The aptness appeals to me in the face of what I’ve been watching, reading, and seeing lately. I went in to the city yesterday at lunch to pick up some photos. I stopped and watched a homeless guy on the pavement, sitting with his cardboard begging sign. He was staring at a vacant space about a metre in front of him, almost looking at the knees in suits going past him. Not one person stopped. Nobody looked or noticed. I don’t say this to be patronizing at all, so forgive me if it does seem like that. In Africa people only half-see beggars because there are so many. They are numb to them.
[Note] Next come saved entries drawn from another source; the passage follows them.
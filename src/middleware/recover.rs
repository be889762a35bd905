//! Error-handling stage.
//!
//! Outermost stage: catches every `Err` and panic raised further down the
//! stack. In debug mode the failure goes back to the caller untouched;
//! otherwise it is logged and replaced with a generic 500.

use std::any::Any;
use std::panic::AssertUnwindSafe;

use futures_util::FutureExt;
use http::StatusCode;
use tracing::error;

use super::{Middleware, Next};
use crate::error::Error;
use crate::handler::BoxFuture;
use crate::request::Request;
use crate::response::Response;

/// Body of the production-mode 500 response.
pub(crate) const GENERIC_FAILURE: &str = "Something went wrong!";

pub(crate) struct Recover {
    pub(crate) debug: bool,
}

impl Middleware for Recover {
    fn handle(&self, req: Request, next: Next) -> BoxFuture<Result<Response, Error>> {
        let debug = self.debug;
        let method = req.method();
        let path = req.path().to_owned();

        Box::pin(async move {
            let outcome = AssertUnwindSafe(async move { next.run(req).await })
                .catch_unwind()
                .await
                .unwrap_or_else(|panic| Err(Error::Panic(panic_message(panic.as_ref()))));

            match outcome {
                Ok(res) => Ok(res),
                Err(e) if debug => Err(e),
                Err(e) => {
                    error!(%method, %path, error = %e, "request failed");
                    Ok(Response::builder()
                        .status(StatusCode::INTERNAL_SERVER_ERROR)
                        .text(GENERIC_FAILURE))
                }
            }
        })
    }
}

fn panic_message(panic: &(dyn Any + Send)) -> String {
    if let Some(s) = panic.downcast_ref::<&str>() {
        (*s).to_owned()
    } else if let Some(s) = panic.downcast_ref::<String>() {
        s.clone()
    } else {
        "non-string panic payload".to_owned()
    }
}
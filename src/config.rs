//! Application configuration.
//!
//! Defaults suit local development. `Config::from_env` reads the `MONO_*`
//! variables; anything the builder sets afterwards wins.
//!
//! | Variable              | Field            | Default          |
//! |-----------------------|------------------|------------------|
//! | `MONO_ADDR`           | `addr`           | `127.0.0.1:8080` |
//! | `MONO_DEBUG`          | `debug`          | `false`          |
//! | `MONO_TEMPLATES`      | `templates`      | unset            |
//! | `MONO_MAP_ATTRIBUTES` | `map_attributes` | `true`           |
//! | `MONO_MAX_BODY_BYTES` | `max_body_bytes` | `2097152` (2 MiB) |

use std::net::SocketAddr;
use std::path::PathBuf;

use serde::Deserialize;

use crate::error::Error;

#[derive(Clone, Debug, Deserialize)]
#[serde(default)]
pub struct Config {
    /// Address [`Mono::run`](crate::Mono::run) binds to.
    pub addr: SocketAddr,
    /// Re-raise pipeline errors instead of answering a generic 500.
    pub debug: bool,
    /// Template folder. Templates stay disabled when unset or missing.
    pub templates: Option<PathBuf>,
    /// Run the attribute-mapping stage. When off, `MapTo` arguments are
    /// mapped just before the handler is called, after user middleware.
    pub map_attributes: bool,
    /// Largest request body the server buffers. Longer bodies get `413`.
    pub max_body_bytes: usize,
}

const DEFAULT_MAX_BODY_BYTES: usize = 2 * 1024 * 1024;

impl Default for Config {
    fn default() -> Self {
        Self {
            addr: SocketAddr::from(([127, 0, 0, 1], 8080)),
            debug: false,
            templates: None,
            map_attributes: true,
            max_body_bytes: DEFAULT_MAX_BODY_BYTES,
        }
    }
}

impl Config {
    pub fn from_env() -> Result<Self, Error> {
        Self::from_lookup(|key| std::env::var(key).ok())
    }

    fn from_lookup(lookup: impl Fn(&str) -> Option<String>) -> Result<Self, Error> {
        let mut config = Self::default();

        if let Some(addr) = lookup("MONO_ADDR") {
            config.addr = addr
                .parse()
                .map_err(|e| Error::Config(format!("MONO_ADDR `{addr}`: {e}")))?;
        }
        if let Some(debug) = lookup("MONO_DEBUG") {
            config.debug = parse_flag("MONO_DEBUG", &debug)?;
        }
        if let Some(folder) = lookup("MONO_TEMPLATES").filter(|f| !f.is_empty()) {
            config.templates = Some(folder.into());
        }
        if let Some(map) = lookup("MONO_MAP_ATTRIBUTES") {
            config.map_attributes = parse_flag("MONO_MAP_ATTRIBUTES", &map)?;
        }
        if let Some(limit) = lookup("MONO_MAX_BODY_BYTES") {
            config.max_body_bytes = limit
                .trim()
                .parse()
                .map_err(|e| Error::Config(format!("MONO_MAX_BODY_BYTES `{limit}`: {e}")))?;
        }

        Ok(config)
    }
}

fn parse_flag(key: &str, value: &str) -> Result<bool, Error> {
    match value.trim().to_ascii_lowercase().as_str() {
        "1" | "true" | "yes" | "on" => Ok(true),
        "0" | "false" | "no" | "off" | "" => Ok(false),
        other => Err(Error::Config(format!("{key} `{other}` is not a boolean"))),
    }
}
In Australia I hardly ever see beggars. Why are we numb to them? Why don’t we look and think “I’m about to drop ten bucks on a sandwich and a coffee, why don’t I skip the coffee and spare two dollars”. We rationalise and say “he’s going to spend it on beer” or something like that. So what. Why don’t we stop and live in the moment and feel sorry and spare the dollar or two. How does this relate to the quote of the day? Well, it’s a long walk back to my office from Pitt St. And the whole way back I couldn’t decide whether my flash of lucidity in a blurry day left me as the emperor or the half-wit.

Movember itches

I decided that as a balding, pale-white, tired-looking geek the Magnum PI look wouldn’t work for me. So I’m going for the Hulk-Hogan-gone-anemic-with-no-sleep-and-no-muscles look. It’s itching already, and I think my wife is going to be very angry when she wakes up tomorrow morning :)
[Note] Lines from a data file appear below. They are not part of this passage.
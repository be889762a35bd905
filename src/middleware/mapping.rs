//! Attribute-mapping stage: lets the matched handler map the request body
//! onto its `MapTo` argument before user middleware runs.

use std::sync::Arc;

use super::{Middleware, Next, ready};
use crate::error::Error;
use crate::handler::BoxFuture;
use crate::request::Request;
use crate::response::Response;

pub(crate) struct AttributeMapping;

impl Middleware for AttributeMapping {
    fn handle(&self, mut req: Request, next: Next) -> BoxFuture<Result<Response, Error>> {
        let Some(handler) = req.route.as_ref().map(|r| Arc::clone(&r.handler)) else {
            return ready(Err(Error::MissingRoute));
        };
        if let Err(e) = handler.prepare(&mut req) {
            return ready(Err(e));
        }
        next.run(req)
    }
}
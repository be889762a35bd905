//! Folder-backed template rendering with minijinja.

use std::path::{Path, PathBuf};

use minijinja::{Environment, path_loader};
use serde::Serialize;
use tracing::debug;

use crate::error::Error;
use crate::response::Response;

/// Templates loaded on demand from a folder.
///
/// Registered in the app's [`Container`](crate::Container) when configured,
/// so injected controllers can fetch it with `container.get::<Templates>()`.
pub struct Templates {
    env: Environment<'static>,
    folder: PathBuf,
}

impl Templates {
    /// Creates an environment reading templates from `folder`.
    ///
    /// With `debug_mode` on, render errors carry the template source context
    /// and the `debug()` function is available inside templates.
    pub fn new(folder: impl Into<PathBuf>, debug_mode: bool) -> Self {
        let folder = folder.into();
        let mut env = Environment::new();
        env.set_loader(path_loader(&folder));
        env.set_debug(debug_mode);
        debug!(folder = %folder.display(), debug = debug_mode, "templates configured");
        Self { env, folder }
    }

    pub fn folder(&self) -> &Path {
        &self.folder
    }

    /// Renders the named template with `data` as its context.
    pub fn render_to_string(&self, name: &str, data: impl Serialize) -> Result<String, Error> {
        let template = self.env.get_template(name)?;
        Ok(template.render(data)?)
    }

    /// Renders the named template into a `200 OK` HTML response.
    pub fn render(&self, name: &str, data: impl Serialize) -> Result<Response, Error> {
        self.render_to_string(name, data).map(Response::html)
    }

    /// Access to the underlying environment for registering filters,
    /// functions or globals (a translator, for instance).
    pub fn environment_mut(&mut self) -> &mut Environment<'static> {
        &mut self.env
    }
}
Sponsor me, make the suffering worthwhile (My wife’s suffering) :o

The worst part for me is that I often walk around looking like an unshaven hobo (in the words of our Tester) and the rules of Movember say to be clean-shaven all the time except for the ‘Mo. This will be a challenge in itself :|

Seth Godin on Changing the Game (?)

Seth Godin is great. I love his work, it’s inspiring. Today, though, was the first time I read anything he’d written and he lost me at his first point.
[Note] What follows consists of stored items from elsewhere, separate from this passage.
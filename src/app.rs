//! The application object.
//!
//! [`Mono`] collects routes, middleware and services. Nothing is compiled
//! until a request is handled: [`Mono::pipeline`] turns the registrations
//! into a [`Pipeline`] with the stage order fixed here, and both
//! [`Mono::handle`] and [`Mono::run`] go through it. `handle` keeps the
//! compiled pipeline until the next registration.

use std::net::SocketAddr;
use std::path::PathBuf;
use std::sync::{Arc, OnceLock};

use http::StatusCode;
use minijinja::Environment;
use serde::Serialize;
use tracing::{debug, warn};

use crate::config::Config;
use crate::container::{Container, Inject};
use crate::error::Error;
use crate::handler::{BoxFuture, Handler};
use crate::method::IntoMethods;
use crate::middleware::{
    AttributeMapping, BoxedMiddleware, Dispatch, Middleware, Next, Recover, Routing,
};
use crate::request::Request;
use crate::response::Response;
use crate::router::Router;
use crate::server::Server;
use crate::templates::Templates;

/// Services every request can reach through [`Request::get`] and
/// [`Request::render`].
pub(crate) struct Shared {
    pub(crate) container: Arc<Container>,
    pub(crate) templates: Option<Arc<Templates>>,
}

/// A micro-framework application.
///
/// ```rust,no_run
/// use mono::{Method, Mono, Request};
///
/// #[tokio::main]
/// async fn main() -> Result<(), mono::Error> {
///     let mut app = Mono::builder().templates("templates").build();
///
///     app.add_route(Method::Get, "/books/{book}", |req: Request| async move {
///         format!("Book: {}", req.param("book").unwrap_or_default())
///     });
///
///     app.run().await
/// }
/// ```
pub struct Mono {
    config: Config,
    container: Arc<Container>,
    templates: Option<Arc<Templates>>,
    router: Router,
    middleware: Vec<BoxedMiddleware>,
    compiled: OnceLock<Pipeline>,
}

impl Mono {
    /// An application with default configuration: no templates, debug off,
    /// an empty container.
    pub fn new() -> Self {
        Self::builder().build()
    }

    pub fn builder() -> MonoBuilder {
        MonoBuilder::default()
    }

    /// Registers `handler` for one or several methods on `path`.
    ///
    /// Patterns are validated when the pipeline is built; an invalid or
    /// conflicting pattern makes [`handle`](Self::handle) and
    /// [`run`](Self::run) fail with [`Error::Route`].
    pub fn add_route<Args>(&mut self, methods: impl IntoMethods, path: &str, handler: impl Handler<Args>) {
        self.router.add(methods.into_methods(), path, handler.into_boxed_handler());
        self.compiled.take();
    }

    /// Appends a user middleware. User middleware runs after routing and
    /// attribute mapping, in registration order.
    pub fn add_middleware(&mut self, middleware: impl Middleware) {
        self.middleware.push(Arc::new(middleware));
        self.compiled.take();
    }

    /// Resolves a registered service.
    pub fn get<T: Send + Sync + 'static>(&self) -> Result<Arc<T>, Error> {
        self.container.get::<T>()
    }

    /// Resolves a service, constructing it through [`Inject`] if needed.
    pub fn make<T: Inject>(&self) -> Result<Arc<T>, Error> {
        self.container.make::<T>()
    }

    pub fn container(&self) -> &Container {
        &self.container
    }

    pub fn config(&self) -> &Config {
        &self.config
    }

    /// Renders a template into a `200 OK` HTML response.
    pub fn render(&self, template: &str, data: impl Serialize) -> Result<Response, Error> {
        match &self.templates {
            Some(templates) => templates.render(template, data),
            None => Err(Error::TemplatesNotConfigured),
        }
    }

    /// A response with `status` and an optional plain-text body.
    pub fn create_response(status: StatusCode, body: Option<String>) -> Response {
        match body {
            Some(body) => Response::builder().status(status).text(body),
            None => Response::status(status),
        }
    }

    /// Compiles routes and assembles the stage stack:
    /// recover, routing, attribute mapping (optional), user middleware, dispatch.
    ///
    /// Every call compiles afresh; keep the result around when serving
    /// requests outside [`handle`](Self::handle) and [`run`](Self::run).
    pub fn pipeline(&self) -> Result<Pipeline, Error> {
        let table = Arc::new(self.router.compile()?);

        let mut stack: Vec<BoxedMiddleware> = Vec::with_capacity(self.middleware.len() + 4);
        stack.push(Arc::new(Recover { debug: self.config.debug }));
        stack.push(Arc::new(Routing { table }));
        if self.config.map_attributes {
            stack.push(Arc::new(AttributeMapping));
        }
        stack.extend(self.middleware.iter().cloned());
        stack.push(Arc::new(Dispatch));

        debug!(
            routes = self.router.len(),
            middleware = self.middleware.len(),
            debug = self.config.debug,
            "pipeline built"
        );

        Ok(Pipeline {
            stack: stack.into(),
            max_body_bytes: self.config.max_body_bytes,
            shared: Arc::new(Shared {
                container: Arc::clone(&self.container),
                templates: self.templates.clone(),
            }),
        })
    }

    /// Runs one request through the pipeline.
    ///
    /// In debug mode, handler errors and panics come back as `Err`; otherwise
    /// they become a generic 500 response.
    ///
    /// The pipeline is compiled on the first call and reused until a route
    /// or middleware is added.
    pub async fn handle(&self, req: Request) -> Result<Response, Error> {
        let pipeline = match self.compiled.get() {
            Some(pipeline) => pipeline,
            None => {
                let pipeline = self.pipeline()?;
                self.compiled.get_or_init(|| pipeline)
            }
        };
        pipeline.handle(req).await
    }

    /// Serves the application on the configured address until SIGTERM or
    /// Ctrl-C, then drains in-flight connections.
    pub async fn run(self) -> Result<(), Error> {
        let addr = self.config.addr;
        self.run_on(addr).await
    }

    pub async fn run_on(self, addr: SocketAddr) -> Result<(), Error> {
        let pipeline = self.pipeline()?;
        Server::bind(addr).await?.serve(pipeline).await
    }
}

impl Default for Mono {
    fn default() -> Self { Self::new() }
}

/// Compiled, shareable request pipeline.
pub struct Pipeline {
    stack: Arc<[BoxedMiddleware]>,
    shared: Arc<Shared>,
    max_body_bytes: usize,
}

impl Pipeline {
    /// Body cap the server applies before a request enters the pipeline.
    pub(crate) fn max_body_bytes(&self) -> usize {
        self.max_body_bytes
    }

    pub fn handle(&self, mut req: Request) -> BoxFuture<Result<Response, Error>> {
        req.shared = Some(Arc::clone(&self.shared));
        Next::start(Arc::clone(&self.stack)).run(req)
    }
}

// ── Builder ───────────────────────────────────────────────────────────────────

type EnvHook = Box<dyn FnOnce(&mut Environment<'static>)>;

/// Builder for [`Mono`]. Obtain via [`Mono::builder()`].
#[derive(Default)]
pub struct MonoBuilder {
    config: Config,
    container: Option<Arc<Container>>,
    env_hooks: Vec<EnvHook>,
}

impl MonoBuilder {
    /// Replaces the whole configuration, e.g. with [`Config::from_env`].
    pub fn config(mut self, config: Config) -> Self {
        self.config = config;
        self
    }

    pub fn templates(mut self, folder: impl Into<PathBuf>) -> Self {
        self.config.templates = Some(folder.into());
        self
    }

    pub fn debug(mut self, debug: bool) -> Self {
        self.config.debug = debug;
        self
    }

    pub fn map_attributes(mut self, enabled: bool) -> Self {
        self.config.map_attributes = enabled;
        self
    }

    /// Uses a pre-populated container instead of an empty one.
    pub fn container(mut self, container: impl Into<Arc<Container>>) -> Self {
        self.container = Some(container.into());
        self
    }

    /// Customises the template environment (filters, functions, globals).
    /// Ignored when no template folder ends up configured.
    pub fn template_env(mut self, hook: impl FnOnce(&mut Environment<'static>) + 'static) -> Self {
        self.env_hooks.push(Box::new(hook));
        self
    }

    pub fn build(self) -> Mono {
        let container = self.container.unwrap_or_default();

        let templates = match &self.config.templates {
            Some(folder) if folder.is_dir() => {
                let mut templates = Templates::new(folder.clone(), self.config.debug);
                for hook in self.env_hooks {
                    hook(templates.environment_mut());
                }
                let templates = Arc::new(templates);
                container.insert_arc(Arc::clone(&templates));
                Some(templates)
            }
            Some(folder) => {
                warn!(folder = %folder.display(), "template folder not found, rendering disabled");
                None
            }
            None => None,
        };

        container.insert(self.config.clone());

        Mono {
            config: self.config,
            container,
            templates,
            router: Router::default(),
            middleware: Vec::new(),
            compiled: OnceLock::new(),
        }
    }
}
Google announced an open interchange that allows users to take their social graph with them from one site to another. MySpace just joined in. This changes the rules for FaceBook, because now users have a choice of picking from dozens, soon to be hundreds of open sites… or just one closed one.

Let me make my point using find-and-replace. Google –> *nix, MySpace –> IBM, FaceBook –> Microsoft. open sites –> operating systems.

[*nix] announced an open interchange that allows users to take their social graph with them from one [operating system] to another. [IBM] just joined in. This changes the rules for [Microsoft], because now users have a choice of picking from dozens, soon to be hundreds of [operating systems]… or just one closed one.

See the flaw here? If you read The Dip (by Seth Godin) you might look at this and think “meh”. Still not no 1. It doesn’t change the game if every second-tier player adopts an open standard. It doesn’t change the game. All that it means now is that All the long tail players make it easier for their audience to move between themselves.

My bet would be (unless there’s some license restriction against it) it will only be a matter of time before someone writes a “FaceBook Container app” that loads into this new open platform, and hosts Facebook apps inside itself. Voila! Uberdominance for Facebook. Checkmate.

In my opinion, changing the game is not tweaking the game. It’s about the big guns. Its the “go big or go home”. Not the “meh”.